In many provinces, the majority of household wealth is tied up in financial assets that look increasingly risky, but in the provinces with lower exposure, the risks are building too, says National Bank Financial (NBF).
In a research note, NBF economists point out that recent data from Statistics Canada provides some insight into the breakdown of household assets by income group, and by province.
That data shows, in most provinces, the average household has a majority of their wealth in financial assets — only Ontario and British Columbia fall under the national average, the report shows.
This high share of household wealth in financial assets in most of the country “was driven by the record highs of the equity markets at the end of last year,” the report said — noting that this has left much of the country exposed to the recent turmoil in equity markets.

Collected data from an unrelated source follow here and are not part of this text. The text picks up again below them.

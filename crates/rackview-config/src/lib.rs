//! Configuration for the rackview CLI.
//!
//! TOML config file + `RACKVIEW_*` environment overrides, resolved
//! through figment, and translation of the result into the transport
//! settings the api client consumes. Flag-level overrides happen in
//! the CLI crate; this crate only knows about file and environment.

use std::path::PathBuf;
use std::time::Duration;

use directories::ProjectDirs;
use figment::{
    Figment,
    providers::{Env, Format, Serialized, Toml},
};
use serde::{Deserialize, Serialize};
use thiserror::Error;

use rackview_api::{TlsMode, TransportConfig};

// ── Error ───────────────────────────────────────────────────────────

#[derive(Debug, Error)]
pub enum ConfigError {
    #[error("invalid {field}: {reason}")]
    Validation { field: String, reason: String },

    #[error("no backend URL configured (set `backend` in {path} or RACKVIEW_BACKEND)")]
    NoBackend { path: String },

    #[error("config loading failed: {0}")]
    Figment(Box<figment::Error>),

    #[error("IO error: {0}")]
    Io(#[from] std::io::Error),
}

impl From<figment::Error> for ConfigError {
    fn from(err: figment::Error) -> Self {
        Self::Figment(Box::new(err))
    }
}

// ── TOML config structs ─────────────────────────────────────────────

/// Top-level TOML configuration.
#[derive(Debug, Default, Deserialize, Serialize)]
pub struct Config {
    /// Backend root URL (e.g., "http://inventory.internal:5000").
    pub backend: Option<String>,

    #[serde(default)]
    pub defaults: Defaults,
}

#[derive(Debug, Deserialize, Serialize)]
pub struct Defaults {
    #[serde(default = "default_output")]
    pub output: String,

    #[serde(default = "default_color")]
    pub color: String,

    /// Skip TLS certificate verification.
    #[serde(default)]
    pub insecure: bool,

    /// Path to a custom CA certificate.
    pub ca_cert: Option<PathBuf>,

    /// Request timeout in seconds.
    #[serde(default = "default_timeout")]
    pub timeout: u64,
}

impl Default for Defaults {
    fn default() -> Self {
        Self {
            output: default_output(),
            color: default_color(),
            insecure: false,
            ca_cert: None,
            timeout: default_timeout(),
        }
    }
}

fn default_output() -> String {
    "table".into()
}
fn default_color() -> String {
    "auto".into()
}
fn default_timeout() -> u64 {
    30
}

// ── Paths ───────────────────────────────────────────────────────────

/// Resolve the config file path via XDG / platform conventions.
pub fn config_path() -> PathBuf {
    ProjectDirs::from("", "", "rackview").map_or_else(
        || {
            let mut p = dirs_fallback();
            p.push("config.toml");
            p
        },
        |dirs| dirs.config_dir().join("config.toml"),
    )
}

fn dirs_fallback() -> PathBuf {
    let mut p = PathBuf::from(std::env::var("HOME").unwrap_or_else(|_| ".".into()));
    p.push(".config");
    p.push("rackview");
    p
}

// ── Loading ─────────────────────────────────────────────────────────

/// Load the full Config from file + environment.
pub fn load_config() -> Result<Config, ConfigError> {
    load_from(&config_path())
}

/// Load from an explicit file path, still applying env overrides.
pub fn load_from(path: &std::path::Path) -> Result<Config, ConfigError> {
    let figment = Figment::new()
        .merge(Serialized::defaults(Config::default()))
        .merge(Toml::file(path))
        .merge(Env::prefixed("RACKVIEW_").split("_"));

    let config: Config = figment.extract()?;
    Ok(config)
}

/// Load config, returning defaults if the file doesn't exist or fails
/// to parse.
pub fn load_config_or_default() -> Config {
    load_config().unwrap_or_default()
}

// ── Translation to transport settings ───────────────────────────────

impl Config {
    /// The backend URL, validated. `override_url` (a CLI flag) wins
    /// over the configured value.
    pub fn resolve_backend(&self, override_url: Option<&str>) -> Result<url::Url, ConfigError> {
        let raw = override_url
            .map(str::to_owned)
            .or_else(|| self.backend.clone())
            .ok_or_else(|| ConfigError::NoBackend {
                path: config_path().display().to_string(),
            })?;
        raw.parse().map_err(|_| ConfigError::Validation {
            field: "backend".into(),
            reason: format!("invalid URL: {raw}"),
        })
    }

    /// Transport settings for the api client. `insecure` (a CLI flag)
    /// is OR-ed with the configured value.
    pub fn transport(&self, insecure: bool, timeout_override: Option<u64>) -> TransportConfig {
        let tls = if insecure || self.defaults.insecure {
            TlsMode::DangerAcceptInvalid
        } else if let Some(ref ca_path) = self.defaults.ca_cert {
            TlsMode::CustomCa(ca_path.clone())
        } else {
            TlsMode::System
        };
        TransportConfig {
            tls,
            timeout: Duration::from_secs(timeout_override.unwrap_or(self.defaults.timeout)),
        }
    }
}

#[cfg(test)]
#[allow(clippy::unwrap_used)]
mod tests {
    use super::*;

    #[test]
    fn missing_file_yields_defaults() {
        let dir = tempfile::tempdir().unwrap();
        let cfg = load_from(&dir.path().join("nope.toml")).unwrap();
        assert!(cfg.backend.is_none());
        assert_eq!(cfg.defaults.output, "table");
        assert_eq!(cfg.defaults.timeout, 30);
    }

    #[test]
    fn toml_file_overrides_defaults() {
        let dir = tempfile::tempdir().unwrap();
        let path = dir.path().join("config.toml");
        std::fs::write(
            &path,
            "backend = \"http://inventory.internal:5000\"\n\n[defaults]\ntimeout = 5\n",
        )
        .unwrap();

        let cfg = load_from(&path).unwrap();
        assert_eq!(cfg.backend.as_deref(), Some("http://inventory.internal:5000"));
        assert_eq!(cfg.defaults.timeout, 5);
        assert_eq!(cfg.defaults.output, "table");
    }

    #[test]
    fn flag_override_beats_configured_backend() {
        let cfg = Config {
            backend: Some("http://configured:5000".into()),
            defaults: Defaults::default(),
        };
        let url = cfg.resolve_backend(Some("http://flagged:5000")).unwrap();
        assert_eq!(url.as_str(), "http://flagged:5000/");
    }

    #[test]
    fn no_backend_anywhere_is_an_error() {
        let cfg = Config::default();
        assert!(matches!(
            cfg.resolve_backend(None),
            Err(ConfigError::NoBackend { .. })
        ));
    }

    #[test]
    fn insecure_flag_forces_danger_tls() {
        let cfg = Config::default();
        let transport = cfg.transport(true, Some(10));
        assert!(matches!(transport.tls, TlsMode::DangerAcceptInvalid));
        assert_eq!(transport.timeout, Duration::from_secs(10));
    }
}
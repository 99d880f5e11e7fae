// Wire types for the inventory backend's JSON contract.
//
// These mirror the backend payloads exactly (snake_case keys, nullable
// columns as Option). Domain conversion -- enum parsing, timestamp
// handling -- happens in rackview-core, not here.

use serde::{Deserialize, Serialize};

/// Error body shape: `{"error": "<message>"}`.
#[derive(Debug, Deserialize)]
pub(crate) struct ErrorResponse {
    #[serde(default)]
    pub error: Option<String>,
}

/// Successful `POST /api/login` payload.
#[derive(Debug, Clone, Deserialize)]
pub struct LoginResponse {
    pub access_token: String,
    pub username: String,
    pub role: String,
}

/// One server row from `GET /api/servers`.
///
/// `created_at` / `created_by` are backend bookkeeping columns; they
/// ride along for detail output but the dashboard table ignores them.
#[derive(Debug, Clone, Deserialize, Serialize)]
pub struct ServerResponse {
    pub id: i64,
    pub hostname: String,
    pub os_type: String,
    pub os_version: String,
    pub server_type: String,
    pub private_ip: String,
    #[serde(default)]
    pub public_ip: Option<String>,
    pub primary_owner: String,
    #[serde(default)]
    pub secondary_owner: Option<String>,
    pub datacenter: String,
    pub environment: String,
    #[serde(default)]
    pub created_at: Option<String>,
    #[serde(default)]
    pub created_by: Option<String>,
}

/// One audit row from `GET /api/logs`.
#[derive(Debug, Clone, Deserialize, Serialize)]
pub struct AuditLogResponse {
    #[serde(default)]
    pub id: Option<i64>,
    pub user: String,
    pub action: String,
    pub resource: String,
    #[serde(default)]
    pub details: Option<String>,
    pub timestamp: String,
    #[serde(default)]
    pub ip_address: Option<String>,
}

/// Body for `POST /api/servers`.
///
/// Every field is optional at the wire level: the caller omits fields
/// it has no value for, and the backend enforces which are required.
/// Absent fields are not serialized at all.
#[derive(Debug, Clone, Default, Serialize)]
pub struct ServerCreateRequest {
    #[serde(skip_serializing_if = "Option::is_none")]
    pub hostname: Option<String>,
    #[serde(skip_serializing_if = "Option::is_none")]
    pub os_type: Option<String>,
    #[serde(skip_serializing_if = "Option::is_none")]
    pub os_version: Option<String>,
    #[serde(skip_serializing_if = "Option::is_none")]
    pub server_type: Option<String>,
    #[serde(skip_serializing_if = "Option::is_none")]
    pub private_ip: Option<String>,
    #[serde(skip_serializing_if = "Option::is_none")]
    pub public_ip: Option<String>,
    #[serde(skip_serializing_if = "Option::is_none")]
    pub primary_owner: Option<String>,
    #[serde(skip_serializing_if = "Option::is_none")]
    pub secondary_owner: Option<String>,
    #[serde(skip_serializing_if = "Option::is_none")]
    pub datacenter: Option<String>,
    #[serde(skip_serializing_if = "Option::is_none")]
    pub environment: Option<String>,
}

/// Acknowledgement from create/delete: `{"message": "...", "id": N}`.
#[derive(Debug, Clone, Deserialize)]
pub struct Ack {
    #[serde(default)]
    pub message: Option<String>,
    #[serde(default)]
    pub id: Option<i64>,
}
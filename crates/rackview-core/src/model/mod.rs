// ── Domain model ──

pub mod audit;
pub mod server;
pub mod session;

pub use audit::AuditLogEntry;
pub use server::{Environment, ServerRecord, ServerType};
pub use session::{Role, Session};
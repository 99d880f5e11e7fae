mod cli;
mod commands;
mod error;
mod output;

use clap::Parser;
use tracing_subscriber::EnvFilter;

use rackview_api::InventoryClient;
use rackview_core::{CoreError, DashboardController, FileSessionStore};

use crate::cli::Cli;
use crate::error::CliError;

#[tokio::main]
async fn main() {
    let cli = Cli::parse();

    init_tracing(cli.global.verbose);

    if let Err(err) = run(cli).await {
        let code = err.exit_code();
        eprintln!("{:?}", miette::Report::new(err));
        std::process::exit(code);
    }
}

fn init_tracing(verbosity: u8) {
    let filter = match verbosity {
        0 => "warn",
        1 => "info",
        2 => "debug",
        _ => "trace",
    };

    tracing_subscriber::fmt()
        .with_env_filter(
            EnvFilter::try_from_default_env().unwrap_or_else(|_| EnvFilter::new(filter)),
        )
        .with_target(false)
        .init();
}

async fn run(cli: Cli) -> Result<(), CliError> {
    let cfg = rackview_config::load_config_or_default();
    let backend = cfg.resolve_backend(cli.global.backend.as_deref())?;
    let transport = cfg.transport(cli.global.insecure, cli.global.timeout);

    let client =
        InventoryClient::new(backend.as_str(), &transport).map_err(CoreError::from)?;
    let store = FileSessionStore::default_location()?;
    let mut controller =
        DashboardController::new(client, Box::new(store)).map_err(CliError::from)?;

    tracing::debug!(command = ?cli.command, "dispatching command");
    commands::dispatch(cli.command, &mut controller, &cli.global).await
}
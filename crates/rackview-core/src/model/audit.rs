// ── Audit log domain type ──

use chrono::{DateTime, Utc};
use serde::{Deserialize, Serialize};

/// One recorded security/administrative event.
///
/// Read-only and append-only from the client's point of view: the
/// snapshot is replaced wholesale on every fetch, never merged.
#[derive(Debug, Clone, Serialize, Deserialize)]
pub struct AuditLogEntry {
    pub timestamp: DateTime<Utc>,
    pub user: String,
    /// Backend action tag, e.g. `SERVER_CREATED`, `LOGIN_FAILED`.
    pub action: String,
    /// The resource the action touched, e.g. `server:db-01`.
    pub resource: String,
    pub details: Option<String>,
    pub ip_address: Option<String>,
}
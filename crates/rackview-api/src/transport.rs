// Shared transport configuration for building reqwest::Client instances.
//
// TLS and timeout settings live here so the CLI and tests build their
// clients the same way.

use std::path::PathBuf;
use std::time::Duration;

/// TLS verification mode.
#[derive(Debug, Clone)]
pub enum TlsMode {
    /// Use the system certificate store.
    System,
    /// Use a custom CA certificate from the given PEM file.
    CustomCa(PathBuf),
    /// Accept any certificate (for self-signed internal deployments).
    DangerAcceptInvalid,
}

/// Shared transport configuration for building HTTP clients.
#[derive(Debug, Clone)]
pub struct TransportConfig {
    pub tls: TlsMode,
    pub timeout: Duration,
}

impl Default for TransportConfig {
    fn default() -> Self {
        Self {
            tls: TlsMode::System,
            timeout: Duration::from_secs(30),
        }
    }
}

impl TransportConfig {
    /// Build a `reqwest::Client` from this config.
    pub fn build_client(&self) -> Result<reqwest::Client, crate::error::Error> {
        let mut builder = reqwest::Client::builder()
            .timeout(self.timeout)
            .user_agent(concat!("rackview/", env!("CARGO_PKG_VERSION")));

        match &self.tls {
            TlsMode::System => {}
            TlsMode::CustomCa(path) => {
                let cert_pem = std::fs::read(path).map_err(|e| {
                    crate::error::Error::Tls(format!("failed to read CA cert: {e}"))
                })?;
                let cert = reqwest::Certificate::from_pem(&cert_pem)
                    .map_err(|e| crate::error::Error::Tls(format!("invalid CA cert: {e}")))?;
                builder = builder.add_root_certificate(cert);
            }
            TlsMode::DangerAcceptInvalid => {
                builder = builder.danger_accept_invalid_certs(true);
            }
        }

        builder
            .build()
            .map_err(|e| crate::error::Error::Tls(format!("failed to build HTTP client: {e}")))
    }
}
// ── Dashboard controller ──
//
// Single-owner state machine driving the session lifecycle and the
// data snapshots. All network I/O goes through the api client; all
// persistence goes through the session store. Presentation layers
// consume the snapshots via the pure view renderer and never talk to
// the backend themselves.

use secrecy::SecretString;
use tracing::{debug, info, warn};

use rackview_api::{InventoryClient, ServerCreateRequest};

use crate::error::CoreError;
use crate::model::{AuditLogEntry, Role, ServerRecord, Session};
use crate::policy::{permissions_for, PermissionSet};
use crate::session_store::SessionStore;

/// Where the client is in the session lifecycle.
///
/// Exactly one state at a time. `Authenticating` exists so renderers
/// can disable the login affordance while a login round trip is in
/// flight.
#[derive(Debug)]
pub enum SessionState {
    Unauthenticated,
    Authenticating,
    Authenticated(Session),
}

/// Explicit confirmation token for destructive operations.
///
/// The caller (a prompt, a `--yes` flag) decides; the controller only
/// honors the decision. `Declined` short-circuits before any network
/// call.
#[derive(Debug, Clone, Copy, PartialEq, Eq)]
pub enum Confirmation {
    Confirmed,
    Declined,
}

/// User-entered fields for a new server record.
///
/// Every field is optional at this layer; [`DashboardController::create_server`]
/// trims whitespace and drops fields that trim to empty, so the
/// backend sees only meaningful values and does its own required-field
/// validation.
#[derive(Debug, Clone, Default)]
pub struct ServerDraft {
    pub hostname: Option<String>,
    pub os_type: Option<String>,
    pub os_version: Option<String>,
    pub server_type: Option<String>,
    pub private_ip: Option<String>,
    pub public_ip: Option<String>,
    pub primary_owner: Option<String>,
    pub secondary_owner: Option<String>,
    pub datacenter: Option<String>,
    pub environment: Option<String>,
}

fn normalize(field: Option<String>) -> Option<String> {
    field
        .map(|v| v.trim().to_owned())
        .filter(|v| !v.is_empty())
}

impl ServerDraft {
    fn into_request(self) -> ServerCreateRequest {
        ServerCreateRequest {
            hostname: normalize(self.hostname),
            os_type: normalize(self.os_type),
            os_version: normalize(self.os_version),
            server_type: normalize(self.server_type),
            private_ip: normalize(self.private_ip),
            public_ip: normalize(self.public_ip),
            primary_owner: normalize(self.primary_owner),
            secondary_owner: normalize(self.secondary_owner),
            datacenter: normalize(self.datacenter),
            environment: normalize(self.environment),
        }
    }
}

/// Session lifecycle and snapshot owner.
pub struct DashboardController {
    client: InventoryClient,
    store: Box<dyn SessionStore>,
    state: SessionState,
    servers: Vec<ServerRecord>,
    logs: Vec<AuditLogEntry>,
    /// Bumped on logout/expiry. Captured before every await and
    /// re-checked after, so a completion from a dead session can never
    /// touch the snapshots.
    epoch: u64,
}

impl DashboardController {
    /// Build the controller and restore any persisted session.
    ///
    /// The restored token is trusted until the backend rejects it; no
    /// validation round trip happens here.
    pub fn new(
        client: InventoryClient,
        store: Box<dyn SessionStore>,
    ) -> Result<Self, CoreError> {
        let state = match store.load()? {
            Some(session) => {
                info!(username = %session.username, role = %session.role, "session restored");
                SessionState::Authenticated(session)
            }
            None => SessionState::Unauthenticated,
        };
        Ok(Self {
            client,
            store,
            state,
            servers: Vec::new(),
            logs: Vec::new(),
            epoch: 0,
        })
    }

    // ── Accessors ────────────────────────────────────────────────────

    pub fn state(&self) -> &SessionState {
        &self.state
    }

    pub fn session(&self) -> Option<&Session> {
        match &self.state {
            SessionState::Authenticated(session) => Some(session),
            _ => None,
        }
    }

    pub fn is_authenticated(&self) -> bool {
        self.session().is_some()
    }

    /// Permission set for the active session; least-privileged when no
    /// session is active.
    pub fn permissions(&self) -> PermissionSet {
        self.session()
            .map_or(PermissionSet::READ_ONLY, |s| permissions_for(s.role))
    }

    pub fn servers(&self) -> &[ServerRecord] {
        &self.servers
    }

    pub fn logs(&self) -> &[AuditLogEntry] {
        &self.logs
    }

    // ── Session lifecycle ────────────────────────────────────────────

    /// Authenticate against the backend and persist the session.
    ///
    /// On success the snapshots are refreshed immediately (logs only
    /// when the role permits). On failure the state returns to
    /// `Unauthenticated` and nothing is persisted.
    pub async fn login(
        &mut self,
        username: &str,
        password: &SecretString,
    ) -> Result<(), CoreError> {
        self.state = SessionState::Authenticating;
        let epoch = self.epoch;

        let response = match self.client.login(username, password).await {
            Ok(r) => r,
            Err(e) => {
                self.state = SessionState::Unauthenticated;
                return Err(e.into());
            }
        };

        if self.epoch != epoch {
            debug!("login completion discarded, session epoch moved on");
            return Ok(());
        }

        let session = Session {
            username: response.username,
            role: Role::parse(&response.role),
            token: SecretString::from(response.access_token),
        };
        info!(username = %session.username, role = %session.role, "signed in");

        self.store.save(&session)?;
        self.state = SessionState::Authenticated(session);

        self.refresh_servers().await?;
        self.refresh_logs().await?;
        Ok(())
    }

    /// Drop the session locally. Purely client-side; the backend holds
    /// no session state to invalidate.
    pub fn logout(&mut self) -> Result<(), CoreError> {
        if let Some(session) = self.session() {
            info!(username = %session.username, "signed out");
        }
        self.expire()
    }

    /// Wipe all session traces: store, snapshots, state. Used by
    /// `logout` and whenever the backend rejects the bearer token.
    fn expire(&mut self) -> Result<(), CoreError> {
        self.epoch += 1;
        self.state = SessionState::Unauthenticated;
        self.servers.clear();
        self.logs.clear();
        self.store.clear()?;
        Ok(())
    }

    /// Map an api error to a core error, expiring the session when the
    /// backend rejected the bearer token.
    fn fail(&mut self, err: rackview_api::Error) -> CoreError {
        if err.is_session_invalid() {
            warn!("backend rejected the session token, clearing session");
            if let Err(store_err) = self.expire() {
                warn!(error = %store_err, "failed to clear persisted session");
            }
        }
        err.into()
    }

    fn token(&self) -> Result<SecretString, CoreError> {
        self.session()
            .map(|s| s.token.clone())
            .ok_or(CoreError::NotAuthenticated)
    }

    // ── Data operations ──────────────────────────────────────────────

    /// Replace the server snapshot with a fresh fetch.
    pub async fn refresh_servers(&mut self) -> Result<(), CoreError> {
        let token = self.token()?;
        let epoch = self.epoch;

        let raw = match self.client.list_servers(&token).await {
            Ok(r) => r,
            Err(e) => return Err(self.fail(e)),
        };
        if self.epoch != epoch {
            debug!("server refresh discarded, session epoch moved on");
            return Ok(());
        }

        self.servers = raw.into_iter().map(ServerRecord::from).collect();
        debug!(count = self.servers.len(), "server snapshot refreshed");
        Ok(())
    }

    /// Replace the audit-log snapshot with a fresh fetch.
    ///
    /// A no-op for roles without log access: the backend would answer
    /// 403, so the call is never made and the snapshot stays empty.
    pub async fn refresh_logs(&mut self) -> Result<(), CoreError> {
        let token = self.token()?;
        if !self.permissions().can_view_logs {
            return Ok(());
        }
        let epoch = self.epoch;

        let raw = match self.client.list_logs(&token).await {
            Ok(r) => r,
            Err(e) => return Err(self.fail(e)),
        };
        if self.epoch != epoch {
            debug!("log refresh discarded, session epoch moved on");
            return Ok(());
        }

        self.logs = raw.into_iter().map(AuditLogEntry::from).collect();
        debug!(count = self.logs.len(), "log snapshot refreshed");
        Ok(())
    }

    /// Submit a new server record and refresh the server snapshot on
    /// success. Validation failures surface the backend's message
    /// verbatim and leave local state untouched.
    pub async fn create_server(&mut self, draft: ServerDraft) -> Result<i64, CoreError> {
        let token = self.token()?;

        let ack = match self.client.create_server(&token, &draft.into_request()).await {
            Ok(a) => a,
            Err(e) => return Err(self.fail(e)),
        };
        info!(id = ?ack.id, "server record created");

        self.refresh_servers().await?;
        Ok(ack.id.unwrap_or_default())
    }

    /// Delete a server record after explicit confirmation.
    ///
    /// `Declined` returns immediately without touching the network.
    /// Success refreshes both snapshots, since the deletion itself is
    /// audited. A not-found failure still refreshes the server
    /// snapshot so a stale row disappears, then surfaces the error.
    pub async fn delete_server(
        &mut self,
        id: i64,
        confirmation: Confirmation,
    ) -> Result<(), CoreError> {
        if confirmation == Confirmation::Declined {
            debug!(id, "delete declined by user");
            return Ok(());
        }
        let token = self.token()?;

        match self.client.delete_server(&token, id).await {
            Ok(_) => {
                info!(id, "server record deleted");
                self.refresh_servers().await?;
                self.refresh_logs().await?;
                Ok(())
            }
            Err(e) if e.is_not_found() => {
                let err = self.fail(e);
                self.refresh_servers().await?;
                Err(err)
            }
            Err(e) => Err(self.fail(e)),
        }
    }
}
/* Copyright (C) 2025 Pedro Henrique / phkaiser13
 * File: src/steps/controller.rs
 * Installs or upgrades the runner controller chart and waits for the
 * controller deployment.
 * SPDX-License-Identifier: Apache-2.0 */

use super::{CONTROLLER_CHART, NAMESPACE_DELETE_TIMEOUT, ROLLOUT_TIMEOUT};
use crate::collaborators::{Backends, ReleaseSpec};
use crate::config::{Settings, CONTROLLER_NAMESPACE, CONTROLLER_RELEASE};
use crate::error::Result;
use crate::manifests::values::controller_service_account;
use crate::reconcile::ensure;
use crate::resources::{NamespaceResource, ReleaseResource};

pub fn release_spec(settings: &Settings) -> ReleaseSpec {
    ReleaseSpec {
        name: CONTROLLER_RELEASE.to_string(),
        namespace: CONTROLLER_NAMESPACE.to_string(),
        chart: CONTROLLER_CHART.to_string(),
        version: settings.chart_version.clone(),
        values: None,
    }
}

pub async fn run(settings: &Settings, backends: Backends<'_>) -> Result<()> {
    ensure(&NamespaceResource {
        objects: backends.objects,
        name: CONTROLLER_NAMESPACE.to_string(),
        deletion_timeout: NAMESPACE_DELETE_TIMEOUT,
    })
    .await?;
    ensure(&ReleaseResource {
        charts: backends.charts,
        spec: release_spec(settings),
    })
    .await?;
    backends
        .objects
        .wait_for_rollout(
            CONTROLLER_NAMESPACE,
            &controller_service_account(),
            ROLLOUT_TIMEOUT,
        )
        .await
}
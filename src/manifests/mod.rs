/* Copyright (C) 2025 Pedro Henrique / phkaiser13
 * File: src/manifests/mod.rs
 * Documents this tool produces: the cache-proxy object set and the helm
 * values for the runner scale set.
 * SPDX-License-Identifier: Apache-2.0 */

pub mod cache;
pub mod values;

use crate::collaborators::{ObjectKind, ObjectRef};
use k8s_openapi::api::apps::v1::Deployment;
use k8s_openapi::api::core::v1::{PersistentVolume, PersistentVolumeClaim, Service};
use std::collections::BTreeMap;

/// Field manager and `managed-by` label value for everything applied here.
pub const FIELD_MANAGER: &str = "runner-fleet";

/// A typed object applied with server-side apply.
#[derive(Debug, Clone, PartialEq)]
pub enum ClusterObject {
    PersistentVolume(PersistentVolume),
    PersistentVolumeClaim(PersistentVolumeClaim),
    Deployment(Deployment),
    Service(Service),
}

impl ClusterObject {
    pub fn object_ref(&self) -> ObjectRef {
        let (kind, meta) = match self {
            ClusterObject::PersistentVolume(o) => (ObjectKind::PersistentVolume, &o.metadata),
            ClusterObject::PersistentVolumeClaim(o) => {
                (ObjectKind::PersistentVolumeClaim, &o.metadata)
            }
            ClusterObject::Deployment(o) => (ObjectKind::Deployment, &o.metadata),
            ClusterObject::Service(o) => (ObjectKind::Service, &o.metadata),
        };
        ObjectRef {
            kind,
            name: meta.name.clone().unwrap_or_default(),
            namespace: meta.namespace.clone(),
        }
    }
}

/// Standard labels for an object belonging to `component`.
pub fn labels(component: &str) -> BTreeMap<String, String> {
    [
        ("app.kubernetes.io/name".to_string(), component.to_string()),
        ("app.kubernetes.io/part-of".to_string(), "runner-fleet".to_string()),
        ("app.kubernetes.io/managed-by".to_string(), FIELD_MANAGER.to_string()),
    ]
    .into()
}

Yet, while households in Ontario and B.C. have somewhat lower exposure to equity markets, more of their wealth is locked up in real estate, which may not be much of a safe haven either, as economic growth slows and unemployment threatens to rise.
“For more housing-dependent provinces like Ontario and British Columbia, the recent cooling in housing activity is disconcerting,” the report said. “More heavily leveraged households in these parts could struggle should labour market conditions soften, which we increasingly view as likely.”
Indeed, in the current environment of heightened uncertainty and growing recession risks “it seems there are currently few places to hide,” the report said. “Little wonder consumers are anxious and governments feel obliged to step up supports for vulnerable regional economies.”